## Exercise inputs
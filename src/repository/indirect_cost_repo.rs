// ==========================================
// 间接成本配置系统 - 间接成本仓储
// ==========================================
// 职责: 管理 indirect_cost 表
// 约束: UNIQUE(operation_id, volume_range)，写入一律 upsert
// 说明: 行级函数接收 &Connection，便于在工序仓储的事务内复用
// ==========================================

use crate::domain::{IndirectCost, VolumeRange};
use crate::repository::error::{RepositoryError, RepositoryResult};
use rusqlite::types::Type;
use rusqlite::{params, Connection, Result as SqliteResult, Row};
use std::sync::{Arc, Mutex};

pub struct IndirectCostRepository {
    conn: Arc<Mutex<Connection>>,
}

impl IndirectCostRepository {
    pub fn new(conn: Arc<Mutex<Connection>>) -> RepositoryResult<Self> {
        let repo = Self { conn };
        repo.ensure_table()?;
        Ok(repo)
    }

    fn get_conn(&self) -> RepositoryResult<std::sync::MutexGuard<Connection>> {
        self.conn
            .lock()
            .map_err(|e| RepositoryError::LockError(e.to_string()))
    }

    /// 确保表存在（如果不存在则创建）
    fn ensure_table(&self) -> RepositoryResult<()> {
        let conn = self.get_conn()?;
        conn.execute_batch(
            r#"
            CREATE TABLE IF NOT EXISTS indirect_cost (
              cost_id TEXT PRIMARY KEY,
              operation_id TEXT NOT NULL REFERENCES operation(operation_id) ON DELETE CASCADE,
              volume_range TEXT NOT NULL CHECK(volume_range IN (
                'RANGE_300KG', 'RANGE_500KG', 'RANGE_1T', 'RANGE_3T',
                'RANGE_5T', 'RANGE_10T', 'RANGE_20T', 'RANGE_30T'
              )),
              cost REAL NOT NULL CHECK(cost >= 0),
              created_at TEXT NOT NULL,
              updated_at TEXT NOT NULL,
              UNIQUE(operation_id, volume_range)
            );

            CREATE INDEX IF NOT EXISTS idx_indirect_cost_operation
              ON indirect_cost(operation_id);
            "#,
        )?;
        Ok(())
    }
}

// 测试用的单表读写（生产路径经由 OperationRepository 的事务）
#[cfg(test)]
impl IndirectCostRepository {
    /// 创建或更新单条成本（按 operation_id + volume_range）
    pub fn upsert(&self, cost: &IndirectCost) -> RepositoryResult<()> {
        let conn = self.get_conn()?;
        upsert_cost(&conn, cost)?;
        Ok(())
    }

    /// 查询某工序的全部成本（按区间顺序）
    pub fn list_by_operation(&self, operation_id: &str) -> RepositoryResult<Vec<IndirectCost>> {
        let conn = self.get_conn()?;
        Ok(query_costs_for_operation(&conn, operation_id)?)
    }

    /// 按 (工序, 区间) 查找
    pub fn find_by_key(
        &self,
        operation_id: &str,
        volume_range: VolumeRange,
    ) -> RepositoryResult<Option<IndirectCost>> {
        let conn = self.get_conn()?;
        let mut stmt = conn.prepare(
            r#"
            SELECT cost_id, operation_id, volume_range, cost, created_at, updated_at
            FROM indirect_cost
            WHERE operation_id = ?1 AND volume_range = ?2
            "#,
        )?;

        match stmt.query_row(params![operation_id, volume_range.as_str()], map_row) {
            Ok(v) => Ok(Some(v)),
            Err(rusqlite::Error::QueryReturnedNoRows) => Ok(None),
            Err(e) => Err(e.into()),
        }
    }
}

// ==========================================
// 行级函数（可在事务内调用）
// ==========================================

/// upsert 单条成本；冲突时只更新 cost / updated_at，保留原 cost_id
pub(crate) fn upsert_cost(conn: &Connection, cost: &IndirectCost) -> SqliteResult<usize> {
    conn.execute(
        r#"
        INSERT INTO indirect_cost (
            cost_id, operation_id, volume_range, cost, created_at, updated_at
        ) VALUES (?1, ?2, ?3, ?4, ?5, ?6)
        ON CONFLICT(operation_id, volume_range) DO UPDATE SET
            cost = excluded.cost,
            updated_at = excluded.updated_at
        "#,
        params![
            cost.cost_id,
            cost.operation_id,
            cost.volume_range.as_str(),
            cost.cost,
            cost.created_at,
            cost.updated_at,
        ],
    )
}

pub(crate) fn query_costs_for_operation(
    conn: &Connection,
    operation_id: &str,
) -> SqliteResult<Vec<IndirectCost>> {
    let mut stmt = conn.prepare(
        r#"
        SELECT cost_id, operation_id, volume_range, cost, created_at, updated_at
        FROM indirect_cost
        WHERE operation_id = ?1
        "#,
    )?;

    let mut rows = stmt
        .query_map(params![operation_id], map_row)?
        .collect::<SqliteResult<Vec<_>>>()?;
    rows.sort_by_key(|c| c.volume_range);
    Ok(rows)
}

/// 一次查出某工厂下所有工序的成本（避免 N+1）
pub(crate) fn query_costs_for_plant(
    conn: &Connection,
    plant_id: &str,
) -> SqliteResult<Vec<IndirectCost>> {
    let mut stmt = conn.prepare(
        r#"
        SELECT c.cost_id, c.operation_id, c.volume_range, c.cost, c.created_at, c.updated_at
        FROM indirect_cost c
        JOIN operation o ON o.operation_id = c.operation_id
        WHERE o.plant_id = ?1
        "#,
    )?;

    let mut rows = stmt
        .query_map(params![plant_id], map_row)?
        .collect::<SqliteResult<Vec<_>>>()?;
    rows.sort_by_key(|c| c.volume_range);
    Ok(rows)
}

fn map_row(row: &Row<'_>) -> SqliteResult<IndirectCost> {
    let raw_range: String = row.get(2)?;
    let volume_range = VolumeRange::parse(&raw_range).ok_or_else(|| {
        rusqlite::Error::FromSqlConversionFailure(
            2,
            Type::Text,
            format!("未知运量区间: {}", raw_range).into(),
        )
    })?;

    Ok(IndirectCost {
        cost_id: row.get(0)?,
        operation_id: row.get(1)?,
        volume_range,
        cost: row.get(3)?,
        created_at: row.get(4)?,
        updated_at: row.get(5)?,
    })
}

## Task to carry out
Copy out precisely the lines from the line with "use rusqlite::types::Type;" to the line with "upsert_cost(&conn, cost)?;" in the material above, including those two lines and omitting all the rest.

## Result of this exercise
use rusqlite::types::Type;
use rusqlite::{params, Connection, Result as SqliteResult, Row};
use std::sync::{Arc, Mutex};

pub struct IndirectCostRepository {
    conn: Arc<Mutex<Connection>>,
}

impl IndirectCostRepository {
    pub fn new(conn: Arc<Mutex<Connection>>) -> RepositoryResult<Self> {
        let repo = Self { conn };
        repo.ensure_table()?;
        Ok(repo)
    }

    fn get_conn(&self) -> RepositoryResult<std::sync::MutexGuard<Connection>> {
        self.conn
            .lock()
            .map_err(|e| RepositoryError::LockError(e.to_string()))
    }

    /// 确保表存在（如果不存在则创建）
    fn ensure_table(&self) -> RepositoryResult<()> {
        let conn = self.get_conn()?;
        conn.execute_batch(
            r#"
            CREATE TABLE IF NOT EXISTS indirect_cost (
              cost_id TEXT PRIMARY KEY,
              operation_id TEXT NOT NULL REFERENCES operation(operation_id) ON DELETE CASCADE,
              volume_range TEXT NOT NULL CHECK(volume_range IN (
                'RANGE_300KG', 'RANGE_500KG', 'RANGE_1T', 'RANGE_3T',
                'RANGE_5T', 'RANGE_10T', 'RANGE_20T', 'RANGE_30T'
              )),
              cost REAL NOT NULL CHECK(cost >= 0),
              created_at TEXT NOT NULL,
              updated_at TEXT NOT NULL,
              UNIQUE(operation_id, volume_range)
            );

            CREATE INDEX IF NOT EXISTS idx_indirect_cost_operation
              ON indirect_cost(operation_id);
            "#,
        )?;
        Ok(())
    }
}

// 测试用的单表读写（生产路径经由 OperationRepository 的事务）
#[cfg(test)]
impl IndirectCostRepository {
    /// 创建或更新单条成本（按 operation_id + volume_range）
    pub fn upsert(&self, cost: &IndirectCost) -> RepositoryResult<()> {
        let conn = self.get_conn()?;
        upsert_cost(&conn, cost)?;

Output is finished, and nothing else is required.